Three charges are produced on the Verticus of the squareof side 1m then find the resultant force on any one of the corner.
To find the resultant force on any one of the corners of a square due to three charges, we need to consider the electrical forces exerted by each charge and calculate the net force.
Let's assume that the square lies in the xy-plane, with one corner at the origin (0,0). We'll label the other three corners as A, B, and C, respectively.

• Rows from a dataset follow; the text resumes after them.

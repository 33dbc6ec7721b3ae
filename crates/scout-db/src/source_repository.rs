use chrono::{DateTime, Utc};
use sqlx::{PgPool, Pool, Postgres};

use scout_core::error::{AppError, ErrorKind};
use scout_core::models::{NewSource, PageType, Source, SourceType};
use scout_core::urlutil;

use crate::{normalize_pagination, truncate_message};

const ERROR_MESSAGE_MAX: usize = 800;

/// Repository for source persistence in PostgreSQL.
#[derive(Clone)]
pub struct SourceRepository {
    pool: Pool<Postgres>,
}

impl SourceRepository {
    pub fn new(pool: PgPool) -> Self {
        Self { pool }
    }

    /// Upsert a source by normalized URL. On conflict every classification
    /// field is refreshed and `last_checked_at` is bumped; `discovered_at`
    /// and `recheck_count` are preserved. Returns `(id, existed)`.
    pub async fn add_source(&self, source: NewSource) -> Result<(i64, bool), AppError> {
        let (normalized, host) = urlutil::normalize(&source.url)
            .unwrap_or_else(|_| (source.url.clone(), String::new()));

        let existing: Option<(i64,)> =
            sqlx::query_as("SELECT id FROM sources WHERE normalized_url = $1 OR url = $2")
                .bind(&normalized)
                .bind(&source.url)
                .fetch_optional(&self.pool)
                .await
                .map_err(|e| AppError::DatabaseError(e.to_string()))?;

        if let Some((id,)) = existing {
            sqlx::query(
                r#"
                UPDATE sources
                SET url = $1,
                    normalized_url = $2,
                    host = $3,
                    type = $4,
                    page_type = $5,
                    is_alias = $6,
                    canonical_url = $7,
                    is_job_site = $8,
                    tech_related = $9,
                    confidence = $10,
                    classification_reason = $11,
                    ats_backed = $12,
                    last_checked_at = NOW()
                WHERE id = $13
                "#,
            )
            .bind(&source.url)
            .bind(&normalized)
            .bind(&host)
            .bind(source.source_type.as_str())
            .bind(source.page_type.as_str())
            .bind(source.is_alias)
            .bind(&source.canonical_url)
            .bind(source.is_job_site)
            .bind(source.tech_related)
            .bind(source.confidence)
            .bind(&source.reason)
            .bind(source.ats_backed)
            .bind(id)
            .execute(&self.pool)
            .await
            .map_err(|e| AppError::DatabaseError(e.to_string()))?;
            return Ok((id, true));
        }

        // The unique index on normalized_url makes concurrent inserts
        // converge onto one row.
        let row: (i64,) = sqlx::query_as(
            r#"
            INSERT INTO sources (
                url, normalized_url, host, type, page_type, is_alias,
                canonical_url, is_job_site, tech_related, confidence,
                classification_reason, ats_backed, last_checked_at, discovered_at
            )
            VALUES ($1, $2, $3, $4, $5, $6, $7, $8, $9, $10, $11, $12, NOW(), NOW())
            ON CONFLICT (normalized_url) DO UPDATE SET last_checked_at = NOW()
            RETURNING id
            "#,
        )
        .bind(&source.url)
        .bind(&normalized)
        .bind(&host)
        .bind(source.source_type.as_str())
        .bind(source.page_type.as_str())
        .bind(source.is_alias)
        .bind(&source.canonical_url)
        .bind(source.is_job_site)
        .bind(source.tech_related)
        .bind(source.confidence)
        .bind(&source.reason)
        .bind(source.ats_backed)
        .fetch_one(&self.pool)
        .await
        .map_err(|e| AppError::DatabaseError(e.to_string()))?;

        Ok((row.0, false))
    }

    pub async fn find_source_by_url(&self, url: &str) -> Result<Option<Source>, AppError> {
        let normalized = urlutil::normalize(url)
            .map(|(n, _)| n)
            .unwrap_or_else(|_| url.to_string());

        let row = sqlx::query_as::<_, SourceRow>(
            r#"
            SELECT * FROM sources
            WHERE normalized_url = $1 OR url = $1 OR url = $2
            LIMIT 1
            "#,
        )
        .bind(&normalized)
        .bind(url)
        .fetch_optional(&self.pool)
        .await
        .map_err(|e| AppError::DatabaseError(e.to_string()))?;

        Ok(row.map(Into::into))
    }

    pub async fn get_canonical_source_by_host(
        &self,
        host: &str,
    ) -> Result<Option<Source>, AppError> {
        let row = sqlx::query_as::<_, SourceRow>(
            r#"
            SELECT * FROM sources
            WHERE host = $1
              AND is_alias = FALSE
              AND is_job_site = TRUE
              AND page_type IN ('career_root', 'job_list')
            ORDER BY discovered_at ASC
            LIMIT 1
            "#,
        )
        .bind(host)
        .fetch_optional(&self.pool)
        .await
        .map_err(|e| AppError::DatabaseError(e.to_string()))?;

        Ok(row.map(Into::into))
    }

    pub async fn mark_source_alias(
        &self,
        source_id: i64,
        canonical_url: &str,
    ) -> Result<(), AppError> {
        sqlx::query(
            r#"
            UPDATE sources
            SET is_alias = TRUE, canonical_url = NULLIF($1, ''), last_checked_at = NOW()
            WHERE id = $2
            "#,
        )
        .bind(canonical_url)
        .bind(source_id)
        .execute(&self.pool)
        .await
        .map_err(|e| AppError::DatabaseError(e.to_string()))?;
        Ok(())
    }

    pub async fn mark_source_scraped(&self, source_id: i64) -> Result<(), AppError> {
        sqlx::query(
            "UPDATE sources SET last_scraped_at = NOW(), last_checked_at = NOW() WHERE id = $1",
        )
        .bind(source_id)
        .execute(&self.pool)
        .await
        .map_err(|e| AppError::DatabaseError(e.to_string()))?;
        Ok(())
    }

    pub async fn mark_source_error(
        &self,
        source_id: i64,
        kind: ErrorKind,
        message: &str,
    ) -> Result<(), AppError> {
        sqlx::query(
            r#"
            UPDATE sources
            SET last_error_type = $1,
                last_error_message = $2,
                last_error_at = NOW(),
                last_checked_at = NOW()
            WHERE id = $3
            "#,
        )
        .bind(kind.as_str())
        .bind(truncate_message(message, ERROR_MESSAGE_MAX))
        .bind(source_id)
        .execute(&self.pool)
        .await
        .map_err(|e| AppError::DatabaseError(e.to_string()))?;
        Ok(())
    }

    pub async fn clear_source_error(&self, source_id: i64) -> Result<(), AppError> {
        sqlx::query(
            r#"
            UPDATE sources
            SET last_error_type = NULL, last_error_message = NULL, last_error_at = NULL
            WHERE id = $1
            "#,
        )
        .bind(source_id)
        .execute(&self.pool)
        .await
        .map_err(|e| AppError::DatabaseError(e.to_string()))?;
        Ok(())
    }

    pub async fn increment_source_recheck(&self, source_id: i64) -> Result<(), AppError> {
        sqlx::query("UPDATE sources SET recheck_count = recheck_count + 1 WHERE id = $1")
            .bind(source_id)
            .execute(&self.pool)
            .await
            .map_err(|e| AppError::DatabaseError(e.to_string()))?;
        Ok(())
    }

    pub async fn mark_source_page_type(
        &self,
        source_id: i64,
        page_type: PageType,
        reason: &str,
        ats_backed: bool,
    ) -> Result<(), AppError> {
        sqlx::query(
            r#"
            UPDATE sources
            SET page_type = $1,
                classification_reason = $2,
                ats_backed = ats_backed OR $3,
                last_checked_at = NOW()
            WHERE id = $4
            "#,
        )
        .bind(page_type.as_str())
        .bind(reason)
        .bind(ats_backed)
        .bind(source_id)
        .execute(&self.pool)
        .await
        .map_err(|e| AppError::DatabaseError(e.to_string()))?;
        Ok(())
    }

    pub async fn mark_host_ats_backed(&self, host: &str) -> Result<(), AppError> {
        sqlx::query("UPDATE sources SET ats_backed = TRUE WHERE host = $1")
            .bind(host)
            .execute(&self.pool)
            .await
            .map_err(|e| AppError::DatabaseError(e.to_string()))?;
        Ok(())
    }

    pub async fn is_host_ats_backed(&self, host: &str) -> Result<bool, AppError> {
        let row: (bool,) = sqlx::query_as(
            "SELECT EXISTS(SELECT 1 FROM sources WHERE host = $1 AND ats_backed = TRUE)",
        )
        .bind(host)
        .fetch_one(&self.pool)
        .await
        .map_err(|e| AppError::DatabaseError(e.to_string()))?;
        Ok(row.0)
    }

    /// Approved scrapeable sources, least-recently-scraped first so new
    /// sources get their first pass ahead of refreshes.
    pub async fn list_sources(
        &self,
        limit: i64,
        offset: i64,
    ) -> Result<(Vec<Source>, i64), AppError> {
        let (limit, offset) = normalize_pagination(limit, offset);

        let total: (i64,) = sqlx::query_as(
            r#"
            SELECT COUNT(*) FROM sources
            WHERE is_job_site = TRUE
              AND is_alias = FALSE
              AND page_type IN ('career_root', 'job_list')
            "#,
        )
        .fetch_one(&self.pool)
        .await
        .map_err(|e| AppError::DatabaseError(e.to_string()))?;

        let rows = sqlx::query_as::<_, SourceRow>(
            r#"
            SELECT * FROM sources
            WHERE is_job_site = TRUE
              AND is_alias = FALSE
              AND page_type IN ('career_root', 'job_list')
            ORDER BY last_scraped_at NULLS FIRST, last_checked_at NULLS FIRST
            LIMIT $1 OFFSET $2
            "#,
        )
        .bind(limit)
        .bind(offset)
        .fetch_all(&self.pool)
        .await
        .map_err(|e| AppError::DatabaseError(e.to_string()))?;

        Ok((rows.into_iter().map(Into::into).collect(), total.0))
    }
}

// -- Internal row type for sqlx deserialization --

#[derive(sqlx::FromRow)]
struct SourceRow {
    id: i64,
    url: String,
    normalized_url: String,
    host: String,
    #[sqlx(rename = "type")]
    source_type: String,
    page_type: String,
    is_alias: bool,
    canonical_url: Option<String>,
    is_job_site: bool,
    tech_related: bool,
    confidence: f64,
    classification_reason: String,
    ats_backed: bool,
    recheck_count: i32,
    last_error_type: Option<String>,
    last_error_message: Option<String>,
    last_error_at: Option<DateTime<Utc>>,
    last_checked_at: Option<DateTime<Utc>>,
    last_scraped_at: Option<DateTime<Utc>>,
    discovered_at: Option<DateTime<Utc>>,
}

impl From<SourceRow> for Source {
    fn from(row: SourceRow) -> Self {
        Source {
            id: row.id,
            url: row.url,
            normalized_url: row.normalized_url,
            host: row.host,
            source_type: row.source_type.parse().unwrap_or(SourceType::Unknown),
            page_type: row.page_type.parse().unwrap_or(PageType::Candidate),
            is_alias: row.is_alias,
            canonical_url: row.canonical_url,
            is_job_site: row.is_job_site,
            tech_related: row.tech_related,
            confidence: row.confidence,
            classification_reason: row.classification_reason,
            ats_backed: row.ats_backed,
            recheck_count: row.recheck_count,
            last_error_type: row.last_error_type,
            last_error_message: row.last_error_message,
            last_error_at: row.last_error_at,
            last_checked_at: row.last_checked_at,
            last_scraped_at: row.last_scraped_at,
            discovered_at: row.discovered_at,
        }
    }
}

The formula to calculate the electrical force between two charges is given by Coulomb's Law:
F = k * (q1 * q2) / r^2
Where:
- F is the electrical force between the charges,
- k is the electrostatic constant (approximately equal to 9 x 10^9 N * m^2 / C^2),
- q1 and q2 are the magnitudes of the charges,
- r is the distance between the charges.
For our scenario, let's assume the charges at the vertices of the square have the same magnitude, q. We'll refer to the charges at A, B, and C as q1, q2, and q3, respectively.
Since all three charges are the same magnitude, and the distances from each corner to any adjacent corners are equal, the magnitudes of the electrical forces on each corner due to the other charges will be equal.
Now, let's consider the forces acting on one of the corners, like A. To calculate the net force, we need to find the vector sum of the forces acting on A due to the other charges.
Since the forces are equal in magnitude and opposite in direction (due to the symmetry of the square), they will cancel each other out along the diagonal passing through A.
Therefore, the net force acting on any one of the corners of the square due to three charges will be zero.